● To do:
Return only what lies between the first line of the entries and the line containing "fn presenter_with(config: PresenterConfig)", both lines included.

● Material to process:

▽

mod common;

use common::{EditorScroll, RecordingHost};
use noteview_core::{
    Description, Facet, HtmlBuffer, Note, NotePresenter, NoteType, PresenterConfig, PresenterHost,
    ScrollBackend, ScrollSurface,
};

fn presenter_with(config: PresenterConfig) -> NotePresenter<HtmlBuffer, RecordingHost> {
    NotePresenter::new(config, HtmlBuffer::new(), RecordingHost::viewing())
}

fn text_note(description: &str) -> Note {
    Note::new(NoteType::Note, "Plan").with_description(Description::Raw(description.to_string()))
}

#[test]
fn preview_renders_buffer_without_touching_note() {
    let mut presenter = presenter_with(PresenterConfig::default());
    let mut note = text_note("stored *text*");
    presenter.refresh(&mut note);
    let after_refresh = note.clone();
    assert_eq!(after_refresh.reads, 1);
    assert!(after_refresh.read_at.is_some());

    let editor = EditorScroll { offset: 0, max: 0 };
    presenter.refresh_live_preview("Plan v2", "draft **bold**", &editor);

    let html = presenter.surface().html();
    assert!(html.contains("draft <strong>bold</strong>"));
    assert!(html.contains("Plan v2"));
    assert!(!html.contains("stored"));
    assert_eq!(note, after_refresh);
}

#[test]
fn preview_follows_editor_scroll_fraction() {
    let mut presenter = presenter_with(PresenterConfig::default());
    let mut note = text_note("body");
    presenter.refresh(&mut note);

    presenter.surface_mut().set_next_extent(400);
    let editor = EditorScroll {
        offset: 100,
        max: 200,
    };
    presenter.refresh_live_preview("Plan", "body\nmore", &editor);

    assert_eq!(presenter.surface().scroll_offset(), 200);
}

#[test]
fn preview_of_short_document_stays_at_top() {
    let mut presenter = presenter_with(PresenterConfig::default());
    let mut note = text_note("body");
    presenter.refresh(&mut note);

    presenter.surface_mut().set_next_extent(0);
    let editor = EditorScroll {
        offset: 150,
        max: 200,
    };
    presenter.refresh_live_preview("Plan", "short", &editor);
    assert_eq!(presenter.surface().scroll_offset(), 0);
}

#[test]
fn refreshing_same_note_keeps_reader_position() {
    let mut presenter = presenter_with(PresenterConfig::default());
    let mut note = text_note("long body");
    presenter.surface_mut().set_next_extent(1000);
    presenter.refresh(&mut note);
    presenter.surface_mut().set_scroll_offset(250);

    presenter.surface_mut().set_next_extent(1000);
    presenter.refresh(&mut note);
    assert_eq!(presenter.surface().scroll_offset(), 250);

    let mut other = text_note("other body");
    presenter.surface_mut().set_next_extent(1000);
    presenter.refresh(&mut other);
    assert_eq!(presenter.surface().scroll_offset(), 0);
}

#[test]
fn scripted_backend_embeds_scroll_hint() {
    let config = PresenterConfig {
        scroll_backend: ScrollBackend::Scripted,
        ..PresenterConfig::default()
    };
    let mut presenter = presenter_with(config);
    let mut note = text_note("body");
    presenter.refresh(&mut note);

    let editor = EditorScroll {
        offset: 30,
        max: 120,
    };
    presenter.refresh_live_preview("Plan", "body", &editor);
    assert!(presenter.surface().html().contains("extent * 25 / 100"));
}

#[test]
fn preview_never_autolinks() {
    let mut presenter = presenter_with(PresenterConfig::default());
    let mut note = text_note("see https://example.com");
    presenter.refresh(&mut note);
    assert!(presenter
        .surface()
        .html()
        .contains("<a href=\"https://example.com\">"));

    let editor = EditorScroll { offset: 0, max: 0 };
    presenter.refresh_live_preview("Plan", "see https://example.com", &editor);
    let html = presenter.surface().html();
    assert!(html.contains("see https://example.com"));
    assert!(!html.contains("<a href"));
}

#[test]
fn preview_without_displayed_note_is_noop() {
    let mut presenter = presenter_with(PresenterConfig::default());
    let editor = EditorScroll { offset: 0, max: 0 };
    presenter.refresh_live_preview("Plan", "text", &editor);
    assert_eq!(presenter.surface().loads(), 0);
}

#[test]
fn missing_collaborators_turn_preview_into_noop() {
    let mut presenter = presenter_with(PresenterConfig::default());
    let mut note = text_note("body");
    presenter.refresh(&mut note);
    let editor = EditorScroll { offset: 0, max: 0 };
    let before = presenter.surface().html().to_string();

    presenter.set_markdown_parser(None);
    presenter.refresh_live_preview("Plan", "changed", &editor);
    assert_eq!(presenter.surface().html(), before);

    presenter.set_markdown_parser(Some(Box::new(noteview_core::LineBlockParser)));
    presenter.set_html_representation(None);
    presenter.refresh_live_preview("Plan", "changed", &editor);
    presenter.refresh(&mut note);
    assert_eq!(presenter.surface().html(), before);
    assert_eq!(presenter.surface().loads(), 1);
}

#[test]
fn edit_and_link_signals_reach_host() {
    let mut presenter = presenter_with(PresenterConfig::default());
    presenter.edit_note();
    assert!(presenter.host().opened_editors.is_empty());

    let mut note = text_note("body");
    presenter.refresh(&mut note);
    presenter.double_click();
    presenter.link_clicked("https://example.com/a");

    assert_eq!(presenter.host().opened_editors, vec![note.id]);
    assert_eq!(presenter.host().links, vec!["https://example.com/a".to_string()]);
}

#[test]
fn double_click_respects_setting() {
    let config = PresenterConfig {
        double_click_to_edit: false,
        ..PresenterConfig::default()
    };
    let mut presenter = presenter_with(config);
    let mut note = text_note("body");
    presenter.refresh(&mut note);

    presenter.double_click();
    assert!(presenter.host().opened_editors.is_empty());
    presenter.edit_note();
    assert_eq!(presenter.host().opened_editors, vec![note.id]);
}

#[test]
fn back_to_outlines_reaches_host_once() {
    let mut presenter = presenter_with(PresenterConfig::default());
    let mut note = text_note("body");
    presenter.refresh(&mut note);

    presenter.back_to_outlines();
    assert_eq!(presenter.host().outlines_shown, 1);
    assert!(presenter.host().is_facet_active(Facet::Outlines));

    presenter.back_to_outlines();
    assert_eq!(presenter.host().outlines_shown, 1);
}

△

● Problem solution:
mod common;

use common::{EditorScroll, RecordingHost};
use noteview_core::{
    Description, Facet, HtmlBuffer, Note, NotePresenter, NoteType, PresenterConfig, PresenterHost,
    ScrollBackend, ScrollSurface,
};

fn presenter_with(config: PresenterConfig) -> NotePresenter<HtmlBuffer, RecordingHost> {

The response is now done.